Brief
Which lines in the records below contain the word "process"? Copy each one.
-- Data extracts follows --
//! Distributed consensus for the Shard simulation cluster.
//!
//! Each shard region runs a cluster of simulation nodes that must agree on an
//! ordered log of operations. This module implements the consensus engine the
//! cluster uses to get there: leader election, log replication, and
//! commit-index advancement in the style of Raft (see
//! <https://raft.github.io/raft.pdf>), over raw TCP links between configured
//! members, with no external consensus library.
//!
//! The engine is deliberately small. Time is divided into terms with at most
//! one leader per term. Nodes start as leaderless followers; a follower that
//! hears nothing from a leader within a randomized election timeout becomes a
//! candidate, increments its term, and solicits votes. A candidate with votes
//! from a strict majority becomes leader and asserts itself with periodic
//! heartbeats (`Append` messages, with or without entries). The leader
//! appends submitted operations to its log and replicates them to followers;
//! once an index is replicated on a strict majority it is committed, and
//! every node applies the committed range to its host state machine exactly
//! once, in index order.
//!
//! Structure:
//!
//! * [`Node`]: the host-facing handle and the state machine driving the
//!   Follower/Candidate/Leader roles. All consensus state lives behind one
//!   exclusive lock; inbound messages and timer ticks are serialized through
//!   it, which linearizes every safety-relevant transition.
//! * [`Log`]: the replicated in-memory log. Committed entries are immutable;
//!   truncating an executed entry is a protocol bug and panics.
//! * [`Message`]: the closed set of wire messages, carried in a term-tagged
//!   [`Envelope`] and screened by a single term-filter gate.
//! * `connection`: one reconnecting transport link per configured peer, with
//!   independent reader and writer threads. The higher-indexed member dials
//!   the lower-indexed one; accepted sockets are routed to their peer slot by
//!   a 4-byte handshake.
//! * [`Configuration`]: the ordered member list, with late-bound address
//!   resolution per member.
//!
//! Out of scope by design: durable log storage, snapshots and log
//! compaction, joint-consensus membership changes (only the wholesale
//! [`Node::join`] reconfiguration hook), and Byzantine faults -- members are
//! assumed to fail by crashing.

mod address;
mod clock;
mod connection;
pub mod integrity;
mod log;
mod message;
mod node;

pub use address::{Address, AddressResolver, Configuration};
pub use clock::{Clock, ManualClock, SystemClock};
pub use log::{Entry, Index, Log};
pub use message::{Envelope, Message};
pub use node::{MemberId, Node, StateMachine, Status, Term};

use std::time::Duration;

/// The interval between consensus loop ticks. Each tick polls the election,
/// heartbeat, and retransmission deadlines.
pub const TICK_INTERVAL: Duration = Duration::from_millis(25);

/// The interval between leader heartbeats. Followers use heartbeat receipt as
/// the liveness signal that postpones elections.
pub(crate) const HEARTBEAT_INTERVAL: Duration = Duration::from_millis(100);

/// The election timeout range in milliseconds. Randomized per election to
/// avoid repeated split votes.
pub(crate) const ELECTION_TIMEOUT_RANGE: std::ops::Range<u64> = 150..500;

/// How long a leader waits for an append confirmation before resending
/// entries to a peer.
pub(crate) const APPEND_RESEND_TIMEOUT: Duration = Duration::from_millis(250);

/// A connection is considered alive if bytes arrived within this window.
/// Passive sessions that go silent for longer are disposed, freeing the slot
/// for a fresh accept.
pub(crate) const CONNECTION_ALIVE_WINDOW: Duration = Duration::from_secs(2);

/// The delay between redial attempts on an actively-dialed connection.
pub(crate) const RECONNECT_BACKOFF: Duration = Duration::from_millis(250);

/// The timeout for a single outbound connect attempt.
pub(crate) const CONNECT_TIMEOUT: Duration = Duration::from_secs(1);

/// The timeout for reading the 4-byte member-index handshake from a freshly
/// accepted socket.
pub(crate) const HANDSHAKE_TIMEOUT: Duration = Duration::from_secs(1);

/// The bounded wait for the node-wide lock. Exceeding it means a deadlock or
/// a grossly misconfigured host, and is surfaced as a fatal internal error.
pub(crate) const LOCK_TIMEOUT: Duration = Duration::from_secs(5);

/// The capacity of each connection's outbound queue. When full, messages are
/// discarded; retransmission timers recover the lost traffic.
pub(crate) const OUTBOUND_QUEUE_SIZE: usize = 1024;

/// The polling interval of the non-blocking accept loop.
pub(crate) const ACCEPT_POLL_INTERVAL: Duration = Duration::from_millis(10);
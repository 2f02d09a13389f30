//! End-to-end cluster tests over real TCP on loopback.
//!
//! Each test runs its own in-process cluster on a dedicated port range, so
//! tests can run concurrently. Nodes use the system clock; assertions poll
//! with a generous timeout instead of assuming scheduling.

use shard_consensus::consensus::{
    integrity, Address, Configuration, Index, ManualClock, MemberId, Node, StateMachine,
};

use std::sync::{Arc, Mutex};
use std::time::{Duration, Instant};

/// How long to wait for cluster-wide conditions before failing.
const TIMEOUT: Duration = Duration::from_secs(10);

/// Records applied operations, shared with the test body.
#[derive(Clone, Default)]
struct Recorder(Arc<Mutex<Vec<(Index, Vec<u8>)>>>);

impl Recorder {
    fn applied(&self) -> Vec<(Index, Vec<u8>)> {
        self.0.lock().unwrap().clone()
    }
}

impl StateMachine for Recorder {
    fn apply(&mut self, index: Index, operation: &[u8]) {
        self.0.lock().unwrap().push((index, operation.to_vec()));
    }
}

/// An in-process cluster. Nodes can be stopped (crash-stop) and restarted
/// with an empty log, which must then converge from the leader.
struct TestCluster {
    config: Configuration,
    nodes: Vec<Option<Node>>,
    recorders: Vec<Recorder>,
}

impl TestCluster {
    /// Starts a cluster of the given size on the given port range.
    fn run(base_port: u16, size: u16) -> Self {
        let config = Configuration::from_addresses(
            (0..size).map(|i| Address::new("127.0.0.1", base_port + i)),
        );
        let mut nodes = Vec::new();
        let mut recorders = Vec::new();
        for id in 0..size as MemberId {
            let recorder = Recorder::default();
            recorders.push(recorder.clone());
            nodes.push(Some(
                Node::new(config.clone(), id, Box::new(recorder)).expect("node failed to start"),
            ));
        }
        Self { config, nodes, recorders }
    }

    fn node(&self, id: MemberId) -> &Node {
        self.nodes[id as usize].as_ref().expect("node is stopped")
    }

    fn live_nodes(&self) -> Vec<&Node> {
        self.nodes.iter().flatten().collect()
    }

    /// The current leader among live nodes, if any.
    fn leader(&self) -> Option<MemberId> {
        self.live_nodes().iter().find(|node| node.is_leader()).map(|node| node.status().id)
    }

    /// Polls until the condition holds, or panics after the timeout.
    fn wait_for(&self, what: &str, condition: impl Fn(&Self) -> bool) {
        let deadline = Instant::now() + TIMEOUT;
        while Instant::now() < deadline {
            if condition(self) {
                return;
            }
            std::thread::sleep(Duration::from_millis(25));
        }
        panic!("timed out waiting for {what}");
    }

    /// Waits for a leader and returns it.
    fn wait_for_leader(&self) -> MemberId {
        self.wait_for("a leader", |cluster| cluster.leader().is_some());
        self.leader().unwrap()
    }

    /// Waits for every live node to reach the given commit index.
    fn wait_for_commit(&self, index: Index) {
        self.wait_for(&format!("commit index {index} everywhere"), |cluster| {
            cluster.live_nodes().iter().all(|node| node.commit_index() >= index)
        });
    }

    /// Stops a node by dropping it: a crash-stop as far as the cluster is
    /// concerned.
    fn stop(&mut self, id: MemberId) {
        let node = self.nodes[id as usize].take().expect("node already stopped");
        node.shutdown().expect("shutdown failed");
    }

    /// Restarts a stopped node with a fresh recorder and an empty log, which
    /// must converge from the leader. Binding retries while the old port
    /// drains.
    fn restart(&mut self, id: MemberId) {
        let recorder = Recorder::default();
        self.recorders[id as usize] = recorder.clone();
        let deadline = Instant::now() + TIMEOUT;
        loop {
            match Node::new(self.config.clone(), id, Box::new(recorder.clone())) {
                Ok(node) => {
                    self.nodes[id as usize] = Some(node);
                    return;
                }
                Err(_) if Instant::now() < deadline => {
                    std::thread::sleep(Duration::from_millis(100));
                }
                Err(err) => panic!("restarting member {id} failed: {err}"),
            }
        }
    }

    fn check_integrity(&self) {
        integrity::check_nodes(&self.live_nodes()).expect("cross-node commit disagreement");
    }
}

#[test]
fn three_nodes_elect_and_commit() {
    let cluster = TestCluster::run(21200, 3);
    let leader = cluster.wait_for_leader();

    cluster.wait_for("full connectivity", |cluster| {
        cluster.live_nodes().iter().all(|node| node.is_fully_connected())
    });

    cluster.node(leader).submit(b"op-A".to_vec());
    cluster.wait_for_commit(1);

    // Every member reports the commit and applied the operation exactly
    // once.
    for id in 0..3 {
        assert_eq!(cluster.node(id).commit_index(), 1, "member {id}");
        assert_eq!(
            cluster.recorders[id as usize].applied(),
            vec![(1, b"op-A".to_vec())],
            "member {id}"
        );
    }

    // Exactly one member leads the term.
    let leaders: Vec<_> =
        cluster.live_nodes().iter().filter(|node| node.is_leader()).map(|n| n.status().id).collect();
    assert_eq!(leaders.len(), 1);
    cluster.check_integrity();
}

#[test]
fn submissions_to_followers_are_forwarded() {
    let cluster = TestCluster::run(21300, 3);
    let leader = cluster.wait_for_leader();
    let follower = (0..3).find(|id| *id != leader).unwrap();

    cluster.node(follower).submit(b"via-follower".to_vec());
    cluster.wait_for_commit(1);

    for id in 0..3 {
        assert_eq!(
            cluster.recorders[id as usize].applied(),
            vec![(1, b"via-follower".to_vec())],
            "member {id}"
        );
    }
    cluster.check_integrity();
}

#[test]
fn submissions_before_an_election_are_buffered() {
    let cluster = TestCluster::run(21400, 3);

    // Submit immediately; depending on timing there may not be a leader
    // yet, in which case the operation is buffered and flushed to whoever
    // wins.
    cluster.node(0).submit(b"early".to_vec());
    cluster.wait_for_commit(1);

    for id in 0..3 {
        assert_eq!(
            cluster.recorders[id as usize].applied(),
            vec![(1, b"early".to_vec())],
            "member {id}"
        );
    }
}

#[test]
fn follower_restart_converges_from_the_leader() {
    let mut cluster = TestCluster::run(21500, 3);
    let leader = cluster.wait_for_leader();

    cluster.node(leader).submit(b"a".to_vec());
    cluster.wait_for_commit(1);

    // Crash a follower; the majority keeps committing.
    let follower = (0..3).find(|id| *id != leader).unwrap();
    cluster.stop(follower);
    cluster.node(leader).submit(b"b".to_vec());
    cluster.node(leader).submit(b"c".to_vec());
    cluster.wait_for_commit(3);

    // The restarted follower comes back with an empty log and converges
    // through backtracking appends, reapplying everything in order.
    cluster.restart(follower);
    cluster.wait_for("restarted follower to converge", |cluster| {
        cluster.node(follower).commit_index() >= 3
    });
    assert_eq!(
        cluster.recorders[follower as usize].applied(),
        vec![(1, b"a".to_vec()), (2, b"b".to_vec()), (3, b"c".to_vec())],
    );
    cluster.check_integrity();
}

#[test]
fn leader_crash_fails_over() {
    let mut cluster = TestCluster::run(21600, 3);
    let old_leader = cluster.wait_for_leader();
    let old_term = cluster.node(old_leader).term();

    cluster.node(old_leader).submit(b"before-crash".to_vec());
    cluster.wait_for_commit(1);

    // Crash the leader: the remaining majority elects a successor in a
    // later term and keeps serving submissions.
    cluster.stop(old_leader);
    let new_leader = cluster.wait_for_leader();
    assert_ne!(new_leader, old_leader);
    assert!(cluster.node(new_leader).term() > old_term);

    cluster.node(new_leader).submit(b"after-crash".to_vec());
    cluster.wait_for_commit(2);

    // The old leader rejoins as a follower and converges.
    cluster.restart(old_leader);
    cluster.wait_for("old leader to converge", |cluster| {
        cluster.node(old_leader).commit_index() >= 2 && !cluster.node(old_leader).is_leader()
    });
    assert_eq!(
        cluster.recorders[old_leader as usize].applied(),
        vec![(1, b"before-crash".to_vec()), (2, b"after-crash".to_vec())],
    );
    cluster.check_integrity();
}

#[test]
fn injected_clock_controls_elections() {
    let config = Configuration::from_addresses([Address::new("127.0.0.1", 21800)]);
    let clock = Arc::new(ManualClock::new());
    let recorder = Recorder::default();
    let node = Node::with_clock(config, 0, Box::new(recorder.clone()), clock.clone())
        .expect("node failed to start");

    // With time frozen, no election timeout can ever pass, however long we
    // actually wait.
    std::thread::sleep(Duration::from_millis(700));
    assert!(!node.is_leader());
    assert_eq!(node.term(), 0);

    // Advancing past the timeout makes the single member elect itself, and
    // as its own majority it commits without any peers.
    clock.advance(Duration::from_secs(1));
    let deadline = Instant::now() + TIMEOUT;
    while !node.is_leader() && Instant::now() < deadline {
        std::thread::sleep(Duration::from_millis(25));
    }
    assert!(node.is_leader(), "single member failed to elect itself");

    node.submit(b"solo".to_vec());
    let deadline = Instant::now() + TIMEOUT;
    while node.commit_index() < 1 && Instant::now() < deadline {
        std::thread::sleep(Duration::from_millis(25));
    }
    assert_eq!(node.commit_index(), 1);
    assert_eq!(recorder.applied(), vec![(1, b"solo".to_vec())]);
    node.shutdown().expect("shutdown failed");
}

#[test]
fn status_reflects_cluster_health() {
    let cluster = TestCluster::run(21700, 3);
    let leader = cluster.wait_for_leader();

    cluster.wait_for("full connectivity", |cluster| {
        cluster.live_nodes().iter().all(|node| node.is_fully_connected())
    });
    cluster.node(leader).submit(b"x".to_vec());
    cluster.wait_for_commit(1);

    for id in 0..3 {
        let status = cluster.node(id).status();
        assert_eq!(status.id, id);
        assert_eq!(status.is_leader, id == leader);
        assert_eq!(status.leader, Some(leader), "member {id}");
        assert!(status.term >= 1);
        assert!(status.log_size >= status.commit_index);
        assert_eq!(status.active_connections, 2, "member {id}");
        assert!(status.is_fully_connected, "member {id}");
    }

    // Empty submissions are accepted as no-ops.
    cluster.node(leader).submit(Vec::new());
    std::thread::sleep(Duration::from_millis(200));
    assert_eq!(cluster.node(leader).commit_index(), 1);
}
-- Data extracts concluded --
Response to this exercise
//! Each test runs its own in-process cluster on a dedicated port range, so
/// An in-process cluster. Nodes can be stopped (crash-stop) and restarted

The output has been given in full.